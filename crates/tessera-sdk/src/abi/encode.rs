//! ABI encoding

use primitive_types::U256;
use tessera_crypto::{digest, SELECTOR_HASH};

use super::types::{AbiType, ArrayKind, BaseKind, I256, Token};
use crate::SdkError;

/// A single argument, encoded in isolation
#[derive(Debug, Clone, PartialEq, Eq)]
pub struct EncodedSlot {
    bytes: Vec<u8>,
    dynamic: bool,
}

impl EncodedSlot {
    fn fixed(bytes: Vec<u8>) -> Self {
        Self {
            bytes,
            dynamic: false,
        }
    }

    fn variable(bytes: Vec<u8>) -> Self {
        Self {
            bytes,
            dynamic: true,
        }
    }

    /// Encoded payload
    pub fn bytes(&self) -> &[u8] {
        &self.bytes
    }

    /// Payload as hex digits, no prefix
    pub fn hex(&self) -> String {
        hex::encode(&self.bytes)
    }

    /// Whether the payload goes to the tail
    pub fn is_dynamic(&self) -> bool {
        self.dynamic
    }

    /// Payload length in bytes
    pub fn len(&self) -> usize {
        self.bytes.len()
    }

    /// Check if the payload is empty
    pub fn is_empty(&self) -> bool {
        self.bytes.is_empty()
    }
}

/// Selector followed by the head/tail argument region
#[derive(Debug, Clone, PartialEq, Eq)]
pub struct CallData {
    selector: [u8; 4],
    arguments: Vec<u8>,
}

impl CallData {
    /// Assemble from an already encoded argument region
    pub fn new(selector: [u8; 4], arguments: Vec<u8>) -> Self {
        Self {
            selector,
            arguments,
        }
    }

    /// Function selector
    pub fn selector(&self) -> [u8; 4] {
        self.selector
    }

    /// Argument region (everything after the selector)
    pub fn arguments(&self) -> &[u8] {
        &self.arguments
    }

    /// Full call data
    pub fn to_bytes(&self) -> Vec<u8> {
        let mut out = Vec::with_capacity(4 + self.arguments.len());
        out.extend_from_slice(&self.selector);
        out.extend_from_slice(&self.arguments);
        out
    }

    /// `0x`-prefixed hex, as sent in a transaction's `data` field
    pub fn to_hex(&self) -> String {
        format!("0x{}{}", hex::encode(self.selector), hex::encode(&self.arguments))
    }
}

/// Canonical signature `name(t1,t2,...)`
pub fn signature<S: AsRef<str>>(name: &str, types: &[S]) -> String {
    let params: Vec<&str> = types.iter().map(AsRef::as_ref).collect();
    format!("{}({})", name, params.join(","))
}

/// First 4 bytes of the selector hash of a canonical signature
pub fn selector_of(signature: &str) -> [u8; 4] {
    let hash = digest(SELECTOR_HASH, signature.as_bytes());
    let mut selector = [0u8; 4];
    selector.copy_from_slice(&hash.as_bytes()[..4]);
    selector
}

/// Compute function selector from a name and its declared parameter types
pub fn function_selector<S: AsRef<str>>(name: &str, types: &[S]) -> [u8; 4] {
    selector_of(&signature(name, types))
}

/// Encode a complete call: selector plus arguments
pub fn encode_call(name: &str, types: &[AbiType], values: &[Token]) -> Result<CallData, SdkError> {
    let declared: Vec<String> = types.iter().map(ToString::to_string).collect();
    let selector = function_selector(name, &declared);
    Ok(CallData::new(selector, encode_arguments(values, types)?))
}

/// Encode an argument tuple with the head/tail layout.
///
/// Offsets are relative to the start of the region, i.e. just after the
/// selector.
pub fn encode_arguments(values: &[Token], types: &[AbiType]) -> Result<Vec<u8>, SdkError> {
    if values.len() != types.len() {
        return Err(SdkError::ArityMismatch {
            expected: types.len(),
            got: values.len(),
        });
    }

    let slots = values
        .iter()
        .zip(types)
        .map(|(value, ty)| encode_value(value, ty))
        .collect::<Result<Vec<_>, _>>()?;

    Ok(layout(slots))
}

/// Place static slots in the head and dynamic ones in the tail behind offsets
fn layout(slots: Vec<EncodedSlot>) -> Vec<u8> {
    let head_size: usize = slots
        .iter()
        .map(|slot| if slot.dynamic { 32 } else { slot.len() })
        .sum();

    let mut head = Vec::with_capacity(head_size);
    let mut tail = Vec::new();

    for slot in slots {
        if slot.dynamic {
            head.extend(encode_usize(head_size + tail.len()));
            tail.extend(slot.bytes);
        } else {
            head.extend(slot.bytes);
        }
    }

    head.extend(tail);
    head
}

/// Encode any value, array or scalar
pub fn encode_value(value: &Token, ty: &AbiType) -> Result<EncodedSlot, SdkError> {
    if ty.is_array() {
        match value {
            Token::Array(items) => encode_array(items, ty),
            other => Err(shape_error(other, ty)),
        }
    } else {
        encode_scalar(value, ty)
    }
}

/// Encode a non-array value
pub fn encode_scalar(value: &Token, ty: &AbiType) -> Result<EncodedSlot, SdkError> {
    if ty.is_array() {
        return Err(shape_error(value, ty));
    }

    match (ty.kind, value) {
        (BaseKind::Address, Token::Address(addr)) => {
            let mut buf = [0u8; 32];
            buf[12..].copy_from_slice(addr.as_bytes());
            Ok(EncodedSlot::fixed(buf.to_vec()))
        }
        (BaseKind::Bool, Token::Bool(b)) => {
            let mut buf = [0u8; 32];
            buf[31] = u8::from(*b);
            Ok(EncodedSlot::fixed(buf.to_vec()))
        }
        (BaseKind::UInt | BaseKind::UFixed, Token::Uint(v)) => {
            check_unsigned(v, ty)?;
            Ok(EncodedSlot::fixed(encode_u256(v)))
        }
        (BaseKind::UInt | BaseKind::UFixed, Token::Int(v)) if !v.is_negative() => {
            let abs = v.abs();
            check_unsigned(&abs, ty)?;
            Ok(EncodedSlot::fixed(encode_u256(&abs)))
        }
        (BaseKind::Int | BaseKind::Fixed, Token::Int(v)) => {
            check_signed(v, ty)?;
            Ok(EncodedSlot::fixed(encode_u256(&v.to_twos_complement())))
        }
        (BaseKind::Int | BaseKind::Fixed, Token::Uint(v)) => {
            let v = I256::new(*v, false);
            check_signed(&v, ty)?;
            Ok(EncodedSlot::fixed(encode_u256(&v.abs())))
        }
        (BaseKind::Bytes, Token::FixedBytes(data) | Token::Bytes(data)) => match ty.fixed_bytes_len() {
            Some(len) => {
                if data.len() > len {
                    return Err(SdkError::AbiEncode(format!(
                        "{} bytes do not fit {}",
                        data.len(),
                        ty
                    )));
                }
                let mut buf = [0u8; 32];
                buf[..data.len()].copy_from_slice(data);
                Ok(EncodedSlot::fixed(buf.to_vec()))
            }
            None => Ok(EncodedSlot::variable(encode_bytes(data))),
        },
        (BaseKind::String, Token::String(s)) => Ok(EncodedSlot::variable(encode_bytes(s.as_bytes()))),
        (_, other) => Err(shape_error(other, ty)),
    }
}

/// Encode an array value against its array type (`T[n]` or `T[]`)
pub fn encode_array(values: &[Token], ty: &AbiType) -> Result<EncodedSlot, SdkError> {
    let element = ty.element();
    let elements = values
        .iter()
        .map(|value| encode_value(value, &element))
        .collect::<Result<Vec<_>, _>>()?;

    match ty.array {
        ArrayKind::Fixed(size) => {
            if values.len() != size {
                return Err(SdkError::AbiEncode(format!(
                    "{} expects {} elements, got {}",
                    ty,
                    size,
                    values.len()
                )));
            }
            let body = layout(elements);
            Ok(EncodedSlot {
                bytes: body,
                dynamic: element.is_dynamic(),
            })
        }
        ArrayKind::Dynamic => {
            let mut body = encode_usize(values.len());
            body.extend(layout(elements));
            Ok(EncodedSlot::variable(body))
        }
        ArrayKind::None => Err(SdkError::AbiEncode(format!("{} is not an array type", ty))),
    }
}

fn check_unsigned(value: &U256, ty: &AbiType) -> Result<(), SdkError> {
    let bits = ty.int_bits();
    if value.bits() > usize::from(bits) {
        return Err(SdkError::AbiEncode(format!("{} out of range for {}", value, ty)));
    }
    Ok(())
}

fn check_signed(value: &I256, ty: &AbiType) -> Result<(), SdkError> {
    if !value.fits(ty.int_bits()) {
        let sign = if value.is_negative() { "-" } else { "" };
        return Err(SdkError::AbiEncode(format!(
            "{}{} out of range for {}",
            sign,
            value.abs(),
            ty
        )));
    }
    Ok(())
}

fn shape_error(value: &Token, ty: &AbiType) -> SdkError {
    SdkError::AbiEncode(format!("cannot encode {} as {}", value.kind_name(), ty))
}

/// Encode a U256 as 32 bytes
pub(crate) fn encode_u256(value: &U256) -> Vec<u8> {
    let mut bytes = [0u8; 32];
    value.to_big_endian(&mut bytes);
    bytes.to_vec()
}

fn encode_usize(value: usize) -> Vec<u8> {
    encode_u256(&U256::from(value))
}

/// Length word followed by the payload padded to a 32-byte boundary
fn encode_bytes(data: &[u8]) -> Vec<u8> {
    let mut result = encode_usize(data.len());
    let padded_len = data.len().div_ceil(32) * 32;
    let mut padded = vec![0u8; padded_len];
    padded[..data.len()].copy_from_slice(data);
    result.extend(padded);
    result
}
= = = =
* **REQUIRED ACTION**
Please show the lines of the material that contain the string "tail".

* **RESULT OF THE EXERCISE**
    /// Whether the payload goes to the tail
/// Selector followed by the head/tail argument region
/// Encode an argument tuple with the head/tail layout.
/// Place static slots in the head and dynamic ones in the tail behind offsets
    let mut tail = Vec::new();
            head.extend(encode_usize(head_size + tail.len()));
            tail.extend(slot.bytes);
    head.extend(tail);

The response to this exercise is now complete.